§ **AIM OF THE EXERCISE**: Give again, word for word, each line from the top of the listing through the line that holds "pub struct MemoryDurableStore".

§ **INFORMATION**:

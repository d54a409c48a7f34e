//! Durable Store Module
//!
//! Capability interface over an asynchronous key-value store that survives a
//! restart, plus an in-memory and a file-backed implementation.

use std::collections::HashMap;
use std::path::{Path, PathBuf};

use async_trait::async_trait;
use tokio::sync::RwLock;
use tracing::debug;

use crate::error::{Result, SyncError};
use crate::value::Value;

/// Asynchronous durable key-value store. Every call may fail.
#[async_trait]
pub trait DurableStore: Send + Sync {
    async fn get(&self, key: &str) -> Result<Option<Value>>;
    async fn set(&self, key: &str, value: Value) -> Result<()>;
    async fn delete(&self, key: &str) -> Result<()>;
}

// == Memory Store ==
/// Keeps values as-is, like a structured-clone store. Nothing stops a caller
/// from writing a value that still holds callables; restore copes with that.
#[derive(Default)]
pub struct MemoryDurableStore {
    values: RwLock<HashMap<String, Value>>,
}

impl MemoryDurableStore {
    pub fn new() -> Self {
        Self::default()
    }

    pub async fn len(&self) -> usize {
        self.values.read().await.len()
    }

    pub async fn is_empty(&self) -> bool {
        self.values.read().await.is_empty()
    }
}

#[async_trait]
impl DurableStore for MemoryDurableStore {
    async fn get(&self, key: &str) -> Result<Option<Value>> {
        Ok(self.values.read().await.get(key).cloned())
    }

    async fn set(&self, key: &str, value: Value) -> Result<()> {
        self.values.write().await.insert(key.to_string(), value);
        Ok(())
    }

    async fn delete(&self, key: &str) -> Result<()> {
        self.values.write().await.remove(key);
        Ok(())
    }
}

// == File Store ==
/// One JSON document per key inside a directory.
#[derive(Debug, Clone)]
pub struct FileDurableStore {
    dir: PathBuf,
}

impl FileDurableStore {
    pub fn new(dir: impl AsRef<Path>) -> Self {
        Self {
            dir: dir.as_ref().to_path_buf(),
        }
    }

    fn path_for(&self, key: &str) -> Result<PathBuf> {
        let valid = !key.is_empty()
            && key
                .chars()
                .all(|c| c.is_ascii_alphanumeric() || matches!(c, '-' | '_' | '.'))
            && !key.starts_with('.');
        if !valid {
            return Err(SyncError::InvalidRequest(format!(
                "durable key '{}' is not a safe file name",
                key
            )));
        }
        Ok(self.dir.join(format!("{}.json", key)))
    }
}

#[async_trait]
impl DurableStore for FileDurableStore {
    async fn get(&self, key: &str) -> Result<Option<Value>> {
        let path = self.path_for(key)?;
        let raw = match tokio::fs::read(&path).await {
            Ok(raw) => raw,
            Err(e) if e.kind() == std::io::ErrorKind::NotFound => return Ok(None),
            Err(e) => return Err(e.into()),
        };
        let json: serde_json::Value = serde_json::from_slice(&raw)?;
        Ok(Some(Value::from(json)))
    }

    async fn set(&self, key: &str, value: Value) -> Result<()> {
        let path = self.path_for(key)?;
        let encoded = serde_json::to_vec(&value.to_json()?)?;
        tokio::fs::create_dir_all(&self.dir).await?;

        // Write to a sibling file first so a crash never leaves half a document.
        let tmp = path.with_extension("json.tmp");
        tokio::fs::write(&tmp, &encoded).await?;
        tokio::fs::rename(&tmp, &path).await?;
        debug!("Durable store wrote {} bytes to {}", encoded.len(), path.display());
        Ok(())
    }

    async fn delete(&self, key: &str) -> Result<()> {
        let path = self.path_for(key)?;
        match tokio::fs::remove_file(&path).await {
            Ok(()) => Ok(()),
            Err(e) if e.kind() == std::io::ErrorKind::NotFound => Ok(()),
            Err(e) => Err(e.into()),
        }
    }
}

§ **OUTPUT**:
repository d54a409c48a7f34e
//! Durable Store Module
//!
//! Capability interface over an asynchronous key-value store that survives a
//! restart, plus an in-memory and a file-backed implementation.

use std::collections::HashMap;
use std::path::{Path, PathBuf};

use async_trait::async_trait;
use tokio::sync::RwLock;
use tracing::debug;

use crate::error::{Result, SyncError};
use crate::value::Value;

/// Asynchronous durable key-value store. Every call may fail.
#[async_trait]
pub trait DurableStore: Send + Sync {
    async fn get(&self, key: &str) -> Result<Option<Value>>;
    async fn set(&self, key: &str, value: Value) -> Result<()>;
    async fn delete(&self, key: &str) -> Result<()>;
}

// == Memory Store ==
/// Keeps values as-is, like a structured-clone store. Nothing stops a caller
/// from writing a value that still holds callables; restore copes with that.
#[derive(Default)]
pub struct MemoryDurableStore {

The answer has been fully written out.